Dark Economies: Anxious Futures, Fearful Pasts
After the success of the Folk Horror in the Twenty First Century conference hosted by Falmouth University, we are holding another related conference in 2020.
The present is dark. With the rise of right-wing populism, global migrations and immigrations, continued violence, abuse and crime, prejudice and intolerance, there is increasing anxiety about the future. The Earth itself is under threat from environmental catastrophe and a mass extinction event is anticipated. The collapse of society, morality, and the environment was often also feared in the past, particularly in Gothic, horror and dystopian fictions and texts. What were the monsters of the past? What are our monsters now?
Anxieties and uncertainties abound in the age of the post-human and the post-digital. Ours is a world with the dark web and past and present dark economies. Yet, there is radicalism and light here too as boundaries are traversed, subverted and annihilated. Gender binaries are collapsing. The old patriarchal order is at least seriously under threat (if not yet quite dead) in the light of movements such as #MeToo, #TimesUp, Black Lives Matter and the LGTBQi wave of positivity. Capitalism is shaking and activism is reshaping the world.
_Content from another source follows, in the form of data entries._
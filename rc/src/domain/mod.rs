//! Domain types: resource ids, items and sessions

mod id;
mod session;

pub use id::{EXCLUDED_SERVER_TYPE, Fqid, Kind, ServerId};
pub use session::{Item, Session, SessionId};
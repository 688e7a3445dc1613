//! Reload coordinator configuration

use eyre::{Result, eyre};
use serde::{Deserialize, Serialize};
use std::time::Duration;
use tracing::debug;

use crate::domain::EXCLUDED_SERVER_TYPE;

/// Reload coordinator configuration
#[derive(Debug, Clone, Serialize, Deserialize)]
pub struct CoordinatorConfig {
    /// Delay before the warm-up flush that follows start, in milliseconds
    #[serde(rename = "warmup-delay-ms", default = "default_warmup_delay_ms")]
    pub warmup_delay_ms: u64,

    /// Delay between a change notification and the flush it schedules, in milliseconds
    #[serde(rename = "debounce-ms", default = "default_debounce_ms")]
    pub debounce_ms: u64,

    /// Server types whose change notifications are dropped
    #[serde(rename = "excluded-server-types", default = "default_excluded_server_types")]
    pub excluded_server_types: Vec<String>,

    /// Channel buffer size for coordinator requests
    #[serde(rename = "channel-buffer", default = "default_channel_buffer")]
    pub channel_buffer: usize,

    /// Capacity of the outbound event channel
    #[serde(rename = "event-capacity", default = "default_event_capacity")]
    pub event_capacity: usize,
}

fn default_warmup_delay_ms() -> u64 {
    debug!("default_warmup_delay_ms: called");
    0
}

fn default_debounce_ms() -> u64 {
    debug!("default_debounce_ms: called");
    0
}

fn default_excluded_server_types() -> Vec<String> {
    debug!("default_excluded_server_types: called");
    vec![EXCLUDED_SERVER_TYPE.to_string()]
}

fn default_channel_buffer() -> usize {
    debug!("default_channel_buffer: called");
    256
}

fn default_event_capacity() -> usize {
    debug!("default_event_capacity: called");
    64
}

impl Default for CoordinatorConfig {
    fn default() -> Self {
        debug!("CoordinatorConfig::default: called");
        Self {
            warmup_delay_ms: default_warmup_delay_ms(),
            debounce_ms: default_debounce_ms(),
            excluded_server_types: default_excluded_server_types(),
            channel_buffer: default_channel_buffer(),
            event_capacity: default_event_capacity(),
        }
    }
}

impl CoordinatorConfig {
    /// Reject settings the coordinator cannot run with
    pub fn validate(&self) -> Result<()> {
        if self.channel_buffer == 0 {
            return Err(eyre!("channel-buffer must be at least 1"));
        }
        if self.event_capacity == 0 {
            return Err(eyre!("event-capacity must be at least 1"));
        }
        Ok(())
    }

    /// Get the warm-up delay as a Duration
    pub fn warmup_delay(&self) -> Duration {
        Duration::from_millis(self.warmup_delay_ms)
    }

    /// Get the debounce window as a Duration
    pub fn debounce(&self) -> Duration {
        debug!(debounce_ms = %self.debounce_ms, "CoordinatorConfig::debounce: called");
        Duration::from_millis(self.debounce_ms)
    }
}

#[cfg(test)]
mod tests {
    use super::*;

    #[test]
    fn test_default_config() {
        let config = CoordinatorConfig::default();
        assert_eq!(config.warmup_delay_ms, 0);
        assert_eq!(config.debounce_ms, 0);
        assert_eq!(config.excluded_server_types, vec!["XP".to_string()]);
        assert_eq!(config.channel_buffer, 256);
        assert_eq!(config.event_capacity, 64);
    }

    #[test]
    fn test_debounce_duration() {
        let config = CoordinatorConfig {
            debounce_ms: 250,
            ..Default::default()
        };
        assert_eq!(config.debounce(), Duration::from_millis(250));
        assert_eq!(config.warmup_delay(), Duration::ZERO);
    }

    #[test]
    fn test_validate_rejects_zero_capacities() {
        assert!(CoordinatorConfig::default().validate().is_ok());

        let config: CoordinatorConfig = serde_yaml::from_str("channel-buffer: 0\n").unwrap();
        let err = config.validate().unwrap_err();
        assert!(err.to_string().contains("channel-buffer"));

        let config: CoordinatorConfig = serde_yaml::from_str("event-capacity: 0\n").unwrap();
        let err = config.validate().unwrap_err();
        assert!(err.to_string().contains("event-capacity"));
    }

    #[test]
    fn test_partial_yaml_uses_defaults() {
        let config: CoordinatorConfig = serde_yaml::from_str("debounce-ms: 500\n").unwrap();
        assert_eq!(config.debounce_ms, 500);
        assert_eq!(config.excluded_server_types, vec!["XP".to_string()]);
        assert_eq!(config.channel_buffer, 256);
    }
}
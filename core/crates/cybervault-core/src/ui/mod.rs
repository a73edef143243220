//! Presentation state that never reaches storage: the entry form, the
//! list view's reveal/copy flags and the save indicator.

mod form;
mod list;
mod status;

pub use form::{EntryForm, FormMode, Submission};
pub use list::{Clipboard, CopyField, EntryRow, ListView, EMPTY_LIST_HINT, EMPTY_LIST_TITLE};
pub use status::{SaveStatus, SAVED_LABEL};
This conference addresses these issues head on. By encouraging provocative, radical and respectful discussions, we aim to generate serious interdisciplinary and transdisciplinary engagements with scholars, practitioners, artists, and activists. The conference will look back to the past in its examination of how dark concerns and anxieties were envisioned, and to the future and the visionary imaginings of how things can be. The debates will range from the local to the global. While the conversations will be transnational, the setting for the conference will be Cornwall, UK. Historically associated with pirates, piskies, and general lawlessness, Cornwall is a Celtic fringe that literally hangs off the end of England. With sublime landscapes, surging seas and deep mines, Cornwall is made up of black granite and makes the perfect backdrop for a conference on dark economies.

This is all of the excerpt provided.